WHAT THE TASK REQUIRES: In the records below, begin at the line containing "use std::fmt;" and end at the line containing "pub const ALL: [Self; 5]"; quote every line in that span exactly, including both boundary lines, and no others.

[Stored data entries]
=== Section Start ===

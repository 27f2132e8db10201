//! HTTP adapter mapping for domain errors.
//!
//! Purpose: keep the domain error type HTTP-agnostic while allowing Actix
//! handlers to turn domain failures into consistent JSON responses and status
//! codes.
//!
//! Two envelope shapes exist on the wire. Validation failures render as
//! `{"error": <message>, "details": [...]}` so clients can highlight every
//! offending field. Everything else renders as `{"error": <HTTP phrase>,
//! "message": <text>}` where the phrase comes from the response status.

use actix_web::{HttpRequest, HttpResponse, ResponseError, http::StatusCode};
use serde_json::{Value, json};
use tracing::{debug, error};

use crate::domain::ports::FeedbackRepositoryError;
use crate::domain::{Error, ErrorCode};

fn status_for(code: ErrorCode) -> StatusCode {
    match code {
        ErrorCode::InvalidRequest => StatusCode::BAD_REQUEST,
        ErrorCode::NotFound => StatusCode::NOT_FOUND,
        ErrorCode::Conflict => StatusCode::CONFLICT,
        ErrorCode::InternalError => StatusCode::INTERNAL_SERVER_ERROR,
    }
}

/// Render the wire envelope for an error.
///
/// Details are only emitted on the validation shape; any details attached to
/// other error codes stay out of the response so internal diagnostics cannot
/// reach clients.
fn envelope(err: &Error) -> Value {
    match (err.code(), err.details()) {
        (ErrorCode::InvalidRequest, Some(details)) => json!({
            "error": err.message(),
            "details": details,
        }),
        (code, _) => json!({
            "error": status_for(code).canonical_reason().unwrap_or("Unknown Error"),
            "message": err.message(),
        }),
    }
}

impl ResponseError for Error {
    fn status_code(&self) -> StatusCode {
        status_for(self.code())
    }

    fn error_response(&self) -> HttpResponse {
        HttpResponse::build(self.status_code()).json(envelope(self))
    }
}

impl From<FeedbackRepositoryError> for Error {
    fn from(err: FeedbackRepositoryError) -> Self {
        match err {
            FeedbackRepositoryError::Duplicate { message } => Error::conflict(message),
            FeedbackRepositoryError::Constraint { message } => Error::invalid_request(message),
            FeedbackRepositoryError::Connection { message }
            | FeedbackRepositoryError::Query { message } => {
                error!(message, "feedback repository failure");
                Error::internal("Database error occurred")
            }
        }
    }
}

impl From<actix_web::Error> for Error {
    fn from(err: actix_web::Error) -> Self {
        // Do not leak implementation details to clients.
        error!(error = %err, "actix error promoted to domain error");
        Error::internal("Internal server error")
    }
}

/// Map JSON body extraction failures onto the domain error envelope.
///
/// Wired through `actix_web::web::JsonConfig::error_handler` so malformed
/// payloads are rejected with the same shape as every other bad request.
pub fn json_error_handler(
    err: actix_web::error::JsonPayloadError,
    _req: &HttpRequest,
) -> actix_web::Error {
    debug!(error = %err, "rejected malformed request body");
    Error::invalid_request("Invalid request body").into()
}
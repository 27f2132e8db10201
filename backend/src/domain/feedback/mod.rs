//! Feedback records and their validation rules.
//!
//! A feedback record captures one attendee's rating of an event, together
//! with the organisational division that ran it and optional free-text
//! remarks. Records are created through the validation pipeline in
//! [`validation`]; adapters never construct a [`NewFeedback`] by hand from
//! unchecked input.

use std::fmt;
use std::str::FromStr;

use chrono::{DateTime, Utc};
use serde::{Deserialize, Serialize};
use serde_json::Value;
use utoipa::ToSchema;

mod validation;


pub use validation::{FieldError, FieldErrors, ValidationKind, validate};

/// Organisational divisions that run events.
///
/// Serialised forms match the stored and wire values exactly (`"LnT"`,
/// `"EEO"`, `"PR"`, `"HRD"`, `"RnD"`).
#[derive(Debug, Clone, Copy, PartialEq, Eq, Hash, Serialize, Deserialize, ToSchema)]
pub enum Division {
    LnT,
    EEO,
    PR,
    HRD,
    RnD,
}

/// Error returned when parsing a division from string.
#[derive(Debug, Clone, Copy, PartialEq, Eq)]
pub struct ParseDivisionError;

impl Division {
    /// All divisions in declaration order.
    pub const ALL: [Self; 5] = [Self::LnT, Self::EEO, Self::PR, Self::HRD, Self::RnD];

    /// Stable string form used on the wire and in the store.
    pub const fn as_str(self) -> &'static str {
        match self {
            Self::LnT => "LnT",
            Self::EEO => "EEO",
            Self::PR => "PR",
            Self::HRD => "HRD",
            Self::RnD => "RnD",
        }
    }
}

impl fmt::Display for Division {
    fn fmt(&self, f: &mut fmt::Formatter<'_>) -> fmt::Result {
        f.write_str(self.as_str())
    }
}

impl fmt::Display for ParseDivisionError {
    fn fmt(&self, f: &mut fmt::Formatter<'_>) -> fmt::Result {
        f.write_str("invalid division")
    }
}

impl std::error::Error for ParseDivisionError {}

impl FromStr for Division {
    type Err = ParseDivisionError;

    fn from_str(value: &str) -> Result<Self, Self::Err> {
        match value {
            "LnT" => Ok(Self::LnT),
            "EEO" => Ok(Self::EEO),
            "PR" => Ok(Self::PR),
            "HRD" => Ok(Self::HRD),
            "RnD" => Ok(Self::RnD),
            _ => Err(ParseDivisionError),
        }
    }
}

/// Triage states a feedback record moves through on the dashboard.
///
/// Serialised forms are kebab-case (`"open"`, `"in-review"`, `"resolved"`).
#[derive(Debug, Clone, Copy, PartialEq, Eq, Hash, Serialize, Deserialize, ToSchema)]
#[serde(rename_all = "kebab-case")]
pub enum FeedbackStatus {
    Open,
    InReview,
    Resolved,
}

/// Error returned when parsing a feedback status from string.
#[derive(Debug, Clone, Copy, PartialEq, Eq)]
pub struct ParseFeedbackStatusError;

impl FeedbackStatus {
    /// All statuses in declaration order.
    pub const ALL: [Self; 3] = [Self::Open, Self::InReview, Self::Resolved];

    /// Stable string form used on the wire and in the store.
    pub const fn as_str(self) -> &'static str {
        match self {
            Self::Open => "open",
            Self::InReview => "in-review",
            Self::Resolved => "resolved",
        }
    }
}

impl fmt::Display for FeedbackStatus {
    fn fmt(&self, f: &mut fmt::Formatter<'_>) -> fmt::Result {
        f.write_str(self.as_str())
    }
}

impl fmt::Display for ParseFeedbackStatusError {
    fn fmt(&self, f: &mut fmt::Formatter<'_>) -> fmt::Result {
        f.write_str("invalid feedback status")
    }
}

impl std::error::Error for ParseFeedbackStatusError {}

impl FromStr for FeedbackStatus {
    type Err = ParseFeedbackStatusError;

    fn from_str(value: &str) -> Result<Self, Self::Err> {
        match value {
            "open" => Ok(Self::Open),
            "in-review" => Ok(Self::InReview),
            "resolved" => Ok(Self::Resolved),
            _ => Err(ParseFeedbackStatusError),
        }
    }
}

/// A stored feedback record.
///
/// ## Invariants
/// - `id` is assigned by the store and never reused or mutated.
/// - `rating` lies within `1..=5`.
/// - `created_at` is assigned by the store at insertion.
#[derive(Debug, Clone, PartialEq, Serialize, Deserialize, ToSchema)]
#[serde(rename_all = "camelCase")]
pub struct Feedback {
    pub id: i32,
    pub name: String,
    pub email: String,
    pub event_name: String,
    pub division: Division,
    pub rating: i32,
    #[serde(skip_serializing_if = "Option::is_none")]
    pub comment: Option<String>,
    #[serde(skip_serializing_if = "Option::is_none")]
    pub suggestion: Option<String>,
    #[serde(skip_serializing_if = "Option::is_none")]
    pub status: Option<FeedbackStatus>,
    #[schema(value_type = String, format = DateTime)]
    pub created_at: DateTime<Utc>,
}

/// A validated feedback payload ready for persistence.
///
/// Produced exclusively by [`validate`]; holds exactly the mutable fields of
/// a record, already normalised (rating coerced to an integer, enums parsed).
#[derive(Debug, Clone, PartialEq)]
pub struct NewFeedback {
    pub name: String,
    pub email: String,
    pub event_name: String,
    pub division: Division,
    pub rating: i32,
    pub comment: Option<String>,
    pub suggestion: Option<String>,
    pub status: Option<FeedbackStatus>,
}

/// Raw, untrusted request payload for create and update operations.
///
/// Every field is captured as a bare JSON value so the validation pipeline
/// can report presence, type, bounds, and enum-membership failures for all
/// fields in one pass. Unknown keys are dropped at deserialisation. The
/// schema annotations document the types validation will accept.
#[derive(Debug, Clone, Default, Deserialize, ToSchema)]
#[serde(rename_all = "camelCase")]
pub struct FeedbackDraft {
    #[schema(value_type = Option<String>, example = "Ada Lovelace")]
    pub name: Option<Value>,
    #[schema(value_type = Option<String>, example = "ada@example.com")]
    pub email: Option<Value>,
    #[schema(value_type = Option<String>, example = "Launch Day")]
    pub event_name: Option<Value>,
    #[schema(value_type = Option<String>, example = "PR")]
    pub division: Option<Value>,
    #[schema(value_type = Option<i32>, example = 4)]
    pub rating: Option<Value>,
    #[schema(value_type = Option<String>)]
    pub comment: Option<Value>,
    #[schema(value_type = Option<String>)]
    pub suggestion: Option<Value>,
    #[schema(value_type = Option<String>, example = "in-review")]
    pub status: Option<Value>,
}
//! HTTP server configuration object and helpers.

use std::net::SocketAddr;

use crate::outbound::persistence::DbPool;

/// Builder-style configuration for creating the HTTP server.
pub struct ServerConfig {
    pub(crate) bind_addr: SocketAddr,
    pub(crate) db_pool: Option<DbPool>,
}

impl ServerConfig {
    /// Construct a server configuration binding the given address.
    #[must_use]
    pub fn new(bind_addr: SocketAddr) -> Self {
        Self {
            bind_addr,
            db_pool: None,
        }
    }

    /// Attach a database connection pool for persistence adapters.
    ///
    /// When provided, the server stores feedback in PostgreSQL; without it
    /// the in-memory fixture repository backs the API.
    #[must_use]
    pub fn with_db_pool(mut self, pool: DbPool) -> Self {
        self.db_pool = Some(pool);
        self
    }

    /// Return the socket address the server will bind to.
    #[must_use]
    pub fn bind_addr(&self) -> SocketAddr {
        self.bind_addr
    }
}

=== Section End ===

OUTPUT FOR THIS EXERCISE:
use std::fmt;
use std::str::FromStr;

use chrono::{DateTime, Utc};
use serde::{Deserialize, Serialize};
use serde_json::Value;
use utoipa::ToSchema;

mod validation;


pub use validation::{FieldError, FieldErrors, ValidationKind, validate};

/// Organisational divisions that run events.
///
/// Serialised forms match the stored and wire values exactly (`"LnT"`,
/// `"EEO"`, `"PR"`, `"HRD"`, `"RnD"`).
#[derive(Debug, Clone, Copy, PartialEq, Eq, Hash, Serialize, Deserialize, ToSchema)]
pub enum Division {
    LnT,
    EEO,
    PR,
    HRD,
    RnD,
}

/// Error returned when parsing a division from string.
#[derive(Debug, Clone, Copy, PartialEq, Eq)]
pub struct ParseDivisionError;

impl Division {
    /// All divisions in declaration order.
    pub const ALL: [Self; 5] = [Self::LnT, Self::EEO, Self::PR, Self::HRD, Self::RnD];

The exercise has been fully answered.